Write out all of the data without omission, exactly as shown.

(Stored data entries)
******************************
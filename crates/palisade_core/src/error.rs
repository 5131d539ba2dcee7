//! # Entity Error Types
//!
//! Every outcome an entity operation can produce, plus the compact
//! [`ErrorCode`] form stored in the last-error slots.

use thiserror::Error;

/// Errors that can occur while operating on a lockable entity.
#[derive(Error, Debug, Clone, Copy, PartialEq, Eq)]
pub enum EntityError {
    /// The guard is held by another thread.
    ///
    /// This is the contention signal of the pairwise acquisition loop; it is
    /// recovered internally and never returned by `lock_pair`/`lock_many`.
    #[error("guard is already locked by a concurrent attempt")]
    AlreadyLocked,

    /// A guard could not be allocated.
    #[error("out of memory while allocating a guard")]
    NoMemory,

    /// The entity is not in a lifecycle state that allows the operation.
    #[error("entity is in an invalid lifecycle state")]
    InvalidState,

    /// A domain-level argument was rejected.
    #[error("invalid argument")]
    InvalidArgument,

    /// Acquisition gave up under a bounded lock policy.
    #[error("lock acquisition gave up after {attempts} attempts")]
    Timeout {
        /// Number of acquisition attempts made before giving up.
        attempts: u32,
    },
}

/// Result type for entity operations.
pub type EntityResult<T> = Result<T, EntityError>;

/// Compact outcome code, as stored in the per-entity and thread-local slots.
#[repr(u8)]
#[derive(Clone, Copy, Debug, Default, PartialEq, Eq, Hash)]
pub enum ErrorCode {
    /// The operation succeeded.
    #[default]
    Success = 0,
    /// See [`EntityError::AlreadyLocked`].
    AlreadyLocked = 1,
    /// See [`EntityError::NoMemory`].
    NoMemory = 2,
    /// See [`EntityError::InvalidState`].
    InvalidState = 3,
    /// See [`EntityError::InvalidArgument`].
    InvalidArgument = 4,
    /// See [`EntityError::Timeout`].
    Timeout = 5,
    /// A collaborator's domain rule rejected the operation.
    Domain = 6,
}

impl ErrorCode {
    /// Returns true for [`ErrorCode::Success`].
    #[inline]
    #[must_use]
    pub const fn is_success(self) -> bool {
        matches!(self, Self::Success)
    }

    /// Human-readable description of the code.
    #[must_use]
    pub const fn as_str(self) -> &'static str {
        match self {
            Self::Success => "success",
            Self::AlreadyLocked => "guard is already locked by a concurrent attempt",
            Self::NoMemory => "out of memory while allocating a guard",
            Self::InvalidState => "entity is in an invalid lifecycle state",
            Self::InvalidArgument => "invalid argument",
            Self::Timeout => "lock acquisition gave up",
            Self::Domain => "domain rule rejected the operation",
        }
    }

    /// Raw code value.
    #[inline]
    #[must_use]
    pub const fn raw(self) -> u8 {
        self as u8
    }

    /// Decodes a raw code. Unknown values decode as `Domain`.
    #[must_use]
    pub const fn from_raw(raw: u8) -> Self {
        match raw {
            0 => Self::Success,
            1 => Self::AlreadyLocked,
            2 => Self::NoMemory,
            3 => Self::InvalidState,
            4 => Self::InvalidArgument,
            5 => Self::Timeout,
            _ => Self::Domain,
        }
    }

    /// Code for the outcome of `result`.
    pub fn of<T, E: AsErrorCode>(result: &Result<T, E>) -> Self {
        match result {
            Ok(_) => Self::Success,
            Err(error) => error.error_code(),
        }
    }
}

impl std::fmt::Display for ErrorCode {
    fn fmt(&self, f: &mut std::fmt::Formatter<'_>) -> std::fmt::Result {
        f.write_str(self.as_str())
    }
}

/// Maps an error onto the shared outcome code.
///
/// Collaborator crates implement this for their own error enums so domain
/// failures land in the same last-error slots as guard failures.
pub trait AsErrorCode {
    /// The outcome code for this error.
    fn error_code(&self) -> ErrorCode;
}

impl AsErrorCode for EntityError {
    fn error_code(&self) -> ErrorCode {
        match self {
            Self::AlreadyLocked => ErrorCode::AlreadyLocked,
            Self::NoMemory => ErrorCode::NoMemory,
            Self::InvalidState => ErrorCode::InvalidState,
            Self::InvalidArgument => ErrorCode::InvalidArgument,
            Self::Timeout { .. } => ErrorCode::Timeout,
        }
    }
}

impl From<EntityError> for ErrorCode {
    fn from(error: EntityError) -> Self {
        error.error_code()
    }
}

#[cfg(test)]
mod tests {
    use super::*;

    #[test]
    fn test_raw_codes_round_trip() {
        for code in [
            ErrorCode::Success,
            ErrorCode::AlreadyLocked,
            ErrorCode::NoMemory,
            ErrorCode::InvalidState,
            ErrorCode::InvalidArgument,
            ErrorCode::Timeout,
            ErrorCode::Domain,
        ] {
            assert_eq!(ErrorCode::from_raw(code.raw()), code);
        }
        assert_eq!(ErrorCode::from_raw(200), ErrorCode::Domain);
    }

    #[test]
    fn test_code_of_result() {
        let ok: EntityResult<u8> = Ok(1);
        let timeout: EntityResult<u8> = Err(EntityError::Timeout { attempts: 3 });
        assert_eq!(ErrorCode::of(&ok), ErrorCode::Success);
        assert_eq!(ErrorCode::of(&timeout), ErrorCode::Timeout);
    }

    #[test]
    fn test_display_matches_as_str() {
        assert_eq!(ErrorCode::NoMemory.to_string(), ErrorCode::NoMemory.as_str());
        assert!(ErrorCode::Success.is_success());
        assert!(!ErrorCode::InvalidArgument.is_success());
    }
}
******************************
- [Written answer]
filename crates/palisade_core/src/error.rs
repository 5131d539ba2dcee7
//! # Entity Error Types
//!
//! Every outcome an entity operation can produce, plus the compact
//! [`ErrorCode`] form stored in the last-error slots.

use thiserror::Error;

/// Errors that can occur while operating on a lockable entity.
#[derive(Error, Debug, Clone, Copy, PartialEq, Eq)]
pub enum EntityError {
    /// The guard is held by another thread.
    ///
    /// This is the contention signal of the pairwise acquisition loop; it is
    /// recovered internally and never returned by `lock_pair`/`lock_many`.
    #[error("guard is already locked by a concurrent attempt")]
    AlreadyLocked,

    /// A guard could not be allocated.
    #[error("out of memory while allocating a guard")]
    NoMemory,

    /// The entity is not in a lifecycle state that allows the operation.
    #[error("entity is in an invalid lifecycle state")]
    InvalidState,

    /// A domain-level argument was rejected.
    #[error("invalid argument")]
    InvalidArgument,

    /// Acquisition gave up under a bounded lock policy.
    #[error("lock acquisition gave up after {attempts} attempts")]
    Timeout {
        /// Number of acquisition attempts made before giving up.
        attempts: u32,
    },
}

/// Result type for entity operations.
pub type EntityResult<T> = Result<T, EntityError>;

/// Compact outcome code, as stored in the per-entity and thread-local slots.
#[repr(u8)]
#[derive(Clone, Copy, Debug, Default, PartialEq, Eq, Hash)]
pub enum ErrorCode {
    /// The operation succeeded.
    #[default]
    Success = 0,
    /// See [`EntityError::AlreadyLocked`].
    AlreadyLocked = 1,
    /// See [`EntityError::NoMemory`].
    NoMemory = 2,
    /// See [`EntityError::InvalidState`].
    InvalidState = 3,
    /// See [`EntityError::InvalidArgument`].
    InvalidArgument = 4,
    /// See [`EntityError::Timeout`].
    Timeout = 5,
    /// A collaborator's domain rule rejected the operation.
    Domain = 6,
}

impl ErrorCode {
    /// Returns true for [`ErrorCode::Success`].
    #[inline]
    #[must_use]
    pub const fn is_success(self) -> bool {
        matches!(self, Self::Success)
    }

    /// Human-readable description of the code.
    #[must_use]
    pub const fn as_str(self) -> &'static str {
        match self {
            Self::Success => "success",
            Self::AlreadyLocked => "guard is already locked by a concurrent attempt",
            Self::NoMemory => "out of memory while allocating a guard",
            Self::InvalidState => "entity is in an invalid lifecycle state",
            Self::InvalidArgument => "invalid argument",
            Self::Timeout => "lock acquisition gave up",
            Self::Domain => "domain rule rejected the operation",
        }
    }

    /// Raw code value.
    #[inline]
    #[must_use]
    pub const fn raw(self) -> u8 {
        self as u8
    }

    /// Decodes a raw code. Unknown values decode as `Domain`.
    #[must_use]
    pub const fn from_raw(raw: u8) -> Self {
        match raw {
            0 => Self::Success,
            1 => Self::AlreadyLocked,
            2 => Self::NoMemory,
            3 => Self::InvalidState,
            4 => Self::InvalidArgument,
            5 => Self::Timeout,
            _ => Self::Domain,
        }
    }

    /// Code for the outcome of `result`.
    pub fn of<T, E: AsErrorCode>(result: &Result<T, E>) -> Self {
        match result {
            Ok(_) => Self::Success,
            Err(error) => error.error_code(),
        }
    }
}

impl std::fmt::Display for ErrorCode {
    fn fmt(&self, f: &mut std::fmt::Formatter<'_>) -> std::fmt::Result {
        f.write_str(self.as_str())
    }
}

/// Maps an error onto the shared outcome code.
///
/// Collaborator crates implement this for their own error enums so domain
/// failures land in the same last-error slots as guard failures.
pub trait AsErrorCode {
    /// The outcome code for this error.
    fn error_code(&self) -> ErrorCode;
}

impl AsErrorCode for EntityError {
    fn error_code(&self) -> ErrorCode {
        match self {
            Self::AlreadyLocked => ErrorCode::AlreadyLocked,
            Self::NoMemory => ErrorCode::NoMemory,
            Self::InvalidState => ErrorCode::InvalidState,
            Self::InvalidArgument => ErrorCode::InvalidArgument,
            Self::Timeout { .. } => ErrorCode::Timeout,
        }
    }
}

impl From<EntityError> for ErrorCode {
    fn from(error: EntityError) -> Self {
        error.error_code()
    }
}

#[cfg(test)]
mod tests {
    use super::*;

    #[test]
    fn test_raw_codes_round_trip() {
        for code in [
            ErrorCode::Success,
            ErrorCode::AlreadyLocked,
            ErrorCode::NoMemory,
            ErrorCode::InvalidState,
            ErrorCode::InvalidArgument,
            ErrorCode::Timeout,
            ErrorCode::Domain,
        ] {
            assert_eq!(ErrorCode::from_raw(code.raw()), code);
        }
        assert_eq!(ErrorCode::from_raw(200), ErrorCode::Domain);
    }

    #[test]
    fn test_code_of_result() {
        let ok: EntityResult<u8> = Ok(1);
        let timeout: EntityResult<u8> = Err(EntityError::Timeout { attempts: 3 });
        assert_eq!(ErrorCode::of(&ok), ErrorCode::Success);
        assert_eq!(ErrorCode::of(&timeout), ErrorCode::Timeout);
    }

    #[test]
    fn test_display_matches_as_str() {
        assert_eq!(ErrorCode::NoMemory.to_string(), ErrorCode::NoMemory.as_str());
        assert!(ErrorCode::Success.is_success());
        assert!(!ErrorCode::InvalidArgument.is_success());
    }
}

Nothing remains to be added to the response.